**TASK REQUIREMENTS:**
Would you please return the lines of the entries below starting at the line that has "pub mod frame;" and ending at the line that has "pub use embedded_graphics;", both included, exactly as they are?

(Stored items)
_ _ _ _

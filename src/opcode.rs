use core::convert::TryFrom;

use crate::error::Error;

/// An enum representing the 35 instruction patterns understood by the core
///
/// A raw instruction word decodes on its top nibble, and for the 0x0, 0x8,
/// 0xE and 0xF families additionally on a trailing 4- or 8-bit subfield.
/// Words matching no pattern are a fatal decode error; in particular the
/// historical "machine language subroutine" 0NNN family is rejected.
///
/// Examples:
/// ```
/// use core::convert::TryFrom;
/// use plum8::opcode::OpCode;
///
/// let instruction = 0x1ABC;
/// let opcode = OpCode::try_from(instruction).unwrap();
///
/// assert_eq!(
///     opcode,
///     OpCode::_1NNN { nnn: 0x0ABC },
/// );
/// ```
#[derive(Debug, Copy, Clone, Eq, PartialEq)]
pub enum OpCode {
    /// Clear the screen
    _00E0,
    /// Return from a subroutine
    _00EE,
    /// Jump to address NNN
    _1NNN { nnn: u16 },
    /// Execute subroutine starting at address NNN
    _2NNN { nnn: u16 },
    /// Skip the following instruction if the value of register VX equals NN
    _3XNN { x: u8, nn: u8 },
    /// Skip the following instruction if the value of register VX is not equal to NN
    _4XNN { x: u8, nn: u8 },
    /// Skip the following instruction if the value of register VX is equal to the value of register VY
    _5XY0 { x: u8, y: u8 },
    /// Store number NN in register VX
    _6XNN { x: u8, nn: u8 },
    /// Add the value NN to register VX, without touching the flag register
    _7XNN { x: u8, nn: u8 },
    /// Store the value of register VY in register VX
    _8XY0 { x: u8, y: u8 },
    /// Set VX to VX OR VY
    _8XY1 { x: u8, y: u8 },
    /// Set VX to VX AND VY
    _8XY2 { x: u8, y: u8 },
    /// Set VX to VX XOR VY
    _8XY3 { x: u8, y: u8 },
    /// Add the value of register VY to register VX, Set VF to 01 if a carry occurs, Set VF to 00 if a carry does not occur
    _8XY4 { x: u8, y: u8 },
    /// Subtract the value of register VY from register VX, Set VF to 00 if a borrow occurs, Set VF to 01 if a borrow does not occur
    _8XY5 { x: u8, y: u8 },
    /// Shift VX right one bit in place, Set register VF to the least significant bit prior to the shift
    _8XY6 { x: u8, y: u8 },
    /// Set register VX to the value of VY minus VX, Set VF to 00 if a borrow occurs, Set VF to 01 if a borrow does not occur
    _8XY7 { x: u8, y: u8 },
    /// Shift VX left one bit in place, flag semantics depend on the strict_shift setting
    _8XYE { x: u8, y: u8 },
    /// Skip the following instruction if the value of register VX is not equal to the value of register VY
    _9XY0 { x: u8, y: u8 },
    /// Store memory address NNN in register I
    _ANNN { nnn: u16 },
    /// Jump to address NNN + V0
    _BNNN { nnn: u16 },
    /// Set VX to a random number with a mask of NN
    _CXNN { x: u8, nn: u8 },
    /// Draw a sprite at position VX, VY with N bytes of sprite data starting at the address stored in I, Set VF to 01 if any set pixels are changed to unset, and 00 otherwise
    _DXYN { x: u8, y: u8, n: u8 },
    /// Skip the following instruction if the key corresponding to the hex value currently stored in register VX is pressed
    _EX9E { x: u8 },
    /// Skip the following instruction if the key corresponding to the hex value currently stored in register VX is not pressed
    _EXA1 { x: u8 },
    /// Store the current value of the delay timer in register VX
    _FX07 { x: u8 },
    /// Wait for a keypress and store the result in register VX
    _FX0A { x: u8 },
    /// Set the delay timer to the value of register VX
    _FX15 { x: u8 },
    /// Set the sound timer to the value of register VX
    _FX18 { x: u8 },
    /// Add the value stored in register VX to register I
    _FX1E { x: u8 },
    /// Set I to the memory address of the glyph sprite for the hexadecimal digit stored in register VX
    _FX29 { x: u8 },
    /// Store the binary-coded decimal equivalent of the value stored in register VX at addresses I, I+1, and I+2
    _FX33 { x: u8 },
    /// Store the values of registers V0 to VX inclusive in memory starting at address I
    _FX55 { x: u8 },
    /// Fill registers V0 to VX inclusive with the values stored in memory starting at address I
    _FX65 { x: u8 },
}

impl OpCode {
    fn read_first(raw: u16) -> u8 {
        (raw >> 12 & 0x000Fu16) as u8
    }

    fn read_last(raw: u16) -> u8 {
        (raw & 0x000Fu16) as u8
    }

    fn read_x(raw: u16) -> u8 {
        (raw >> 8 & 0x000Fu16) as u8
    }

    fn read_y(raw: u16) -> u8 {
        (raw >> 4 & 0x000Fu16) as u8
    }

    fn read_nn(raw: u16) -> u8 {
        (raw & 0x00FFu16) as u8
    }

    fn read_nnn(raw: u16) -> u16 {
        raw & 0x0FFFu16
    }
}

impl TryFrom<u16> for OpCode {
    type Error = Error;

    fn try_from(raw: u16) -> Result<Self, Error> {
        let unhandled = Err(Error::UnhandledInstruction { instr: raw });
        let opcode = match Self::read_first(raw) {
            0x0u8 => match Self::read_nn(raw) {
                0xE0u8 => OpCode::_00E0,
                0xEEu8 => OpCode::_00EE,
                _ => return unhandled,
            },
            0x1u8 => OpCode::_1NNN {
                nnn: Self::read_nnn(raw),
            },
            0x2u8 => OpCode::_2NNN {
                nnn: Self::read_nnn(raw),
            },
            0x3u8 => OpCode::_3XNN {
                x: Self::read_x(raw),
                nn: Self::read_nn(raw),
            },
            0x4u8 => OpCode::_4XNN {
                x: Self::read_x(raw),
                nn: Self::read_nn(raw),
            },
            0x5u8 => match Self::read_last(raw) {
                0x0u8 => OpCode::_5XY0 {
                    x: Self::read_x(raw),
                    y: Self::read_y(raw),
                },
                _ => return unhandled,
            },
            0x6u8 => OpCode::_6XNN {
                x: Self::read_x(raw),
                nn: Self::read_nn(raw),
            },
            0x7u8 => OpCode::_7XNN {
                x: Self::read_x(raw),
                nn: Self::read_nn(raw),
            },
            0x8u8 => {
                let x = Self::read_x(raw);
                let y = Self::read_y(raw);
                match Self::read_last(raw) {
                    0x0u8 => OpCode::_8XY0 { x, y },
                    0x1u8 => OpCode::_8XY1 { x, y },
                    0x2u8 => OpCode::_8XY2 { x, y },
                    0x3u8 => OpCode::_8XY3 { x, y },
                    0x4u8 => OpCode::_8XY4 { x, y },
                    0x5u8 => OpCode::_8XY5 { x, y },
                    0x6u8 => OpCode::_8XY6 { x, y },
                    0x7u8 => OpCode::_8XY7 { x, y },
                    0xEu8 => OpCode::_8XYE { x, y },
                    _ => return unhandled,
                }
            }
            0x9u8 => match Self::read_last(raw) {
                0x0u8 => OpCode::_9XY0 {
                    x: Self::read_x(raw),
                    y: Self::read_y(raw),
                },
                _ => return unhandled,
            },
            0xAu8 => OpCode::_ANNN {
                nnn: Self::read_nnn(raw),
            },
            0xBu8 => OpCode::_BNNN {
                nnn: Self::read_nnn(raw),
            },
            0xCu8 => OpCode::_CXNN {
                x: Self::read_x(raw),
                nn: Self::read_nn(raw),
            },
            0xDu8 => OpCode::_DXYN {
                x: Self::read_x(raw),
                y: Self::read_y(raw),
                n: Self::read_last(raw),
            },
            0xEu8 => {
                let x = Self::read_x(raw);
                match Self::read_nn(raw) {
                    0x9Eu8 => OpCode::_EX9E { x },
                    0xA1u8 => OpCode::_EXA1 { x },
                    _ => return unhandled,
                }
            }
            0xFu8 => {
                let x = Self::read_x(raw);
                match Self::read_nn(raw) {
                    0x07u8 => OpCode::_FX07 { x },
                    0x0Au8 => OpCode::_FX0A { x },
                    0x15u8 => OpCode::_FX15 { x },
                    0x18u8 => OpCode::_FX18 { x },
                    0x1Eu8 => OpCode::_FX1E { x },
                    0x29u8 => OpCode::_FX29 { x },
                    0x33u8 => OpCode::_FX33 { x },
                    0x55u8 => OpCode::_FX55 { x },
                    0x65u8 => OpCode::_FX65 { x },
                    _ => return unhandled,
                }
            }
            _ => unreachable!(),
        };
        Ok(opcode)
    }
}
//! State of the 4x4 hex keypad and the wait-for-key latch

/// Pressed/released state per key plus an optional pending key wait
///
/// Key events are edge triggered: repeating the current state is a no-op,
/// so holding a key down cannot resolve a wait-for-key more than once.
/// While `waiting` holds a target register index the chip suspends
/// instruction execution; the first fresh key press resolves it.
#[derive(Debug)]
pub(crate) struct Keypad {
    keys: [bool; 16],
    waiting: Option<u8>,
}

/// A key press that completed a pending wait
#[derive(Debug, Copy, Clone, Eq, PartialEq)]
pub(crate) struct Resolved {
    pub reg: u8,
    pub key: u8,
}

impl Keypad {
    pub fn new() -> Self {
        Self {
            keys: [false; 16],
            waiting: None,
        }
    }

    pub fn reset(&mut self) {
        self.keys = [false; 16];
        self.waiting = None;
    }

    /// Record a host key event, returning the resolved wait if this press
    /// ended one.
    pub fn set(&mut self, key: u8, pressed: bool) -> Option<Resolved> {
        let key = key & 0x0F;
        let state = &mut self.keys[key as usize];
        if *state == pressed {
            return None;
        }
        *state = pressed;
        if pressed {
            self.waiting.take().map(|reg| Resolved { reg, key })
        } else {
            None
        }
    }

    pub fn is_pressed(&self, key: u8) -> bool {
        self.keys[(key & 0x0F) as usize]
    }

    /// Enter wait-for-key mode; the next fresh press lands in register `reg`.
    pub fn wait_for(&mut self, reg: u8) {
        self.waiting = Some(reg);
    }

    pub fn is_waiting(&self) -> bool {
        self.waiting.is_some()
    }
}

_ _ _ _

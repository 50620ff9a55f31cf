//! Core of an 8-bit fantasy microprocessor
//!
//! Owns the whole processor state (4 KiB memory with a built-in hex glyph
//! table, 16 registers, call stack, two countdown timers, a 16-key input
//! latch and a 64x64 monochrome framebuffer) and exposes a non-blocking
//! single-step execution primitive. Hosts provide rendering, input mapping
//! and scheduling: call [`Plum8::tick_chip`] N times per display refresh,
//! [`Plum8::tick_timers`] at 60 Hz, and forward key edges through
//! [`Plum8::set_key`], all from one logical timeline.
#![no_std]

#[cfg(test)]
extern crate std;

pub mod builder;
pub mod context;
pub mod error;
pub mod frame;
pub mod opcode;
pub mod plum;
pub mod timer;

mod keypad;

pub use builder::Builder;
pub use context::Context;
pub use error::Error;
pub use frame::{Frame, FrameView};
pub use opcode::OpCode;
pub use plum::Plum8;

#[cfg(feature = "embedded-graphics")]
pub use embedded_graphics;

_ _ _ _

**RESULT FOR THIS EXERCISE:**
pub mod frame;
pub mod opcode;
pub mod plum;
pub mod timer;

mod keypad;

pub use builder::Builder;
pub use context::Context;
pub use error::Error;
pub use frame::{Frame, FrameView};
pub use opcode::OpCode;
pub use plum::Plum8;

#[cfg(feature = "embedded-graphics")]
pub use embedded_graphics;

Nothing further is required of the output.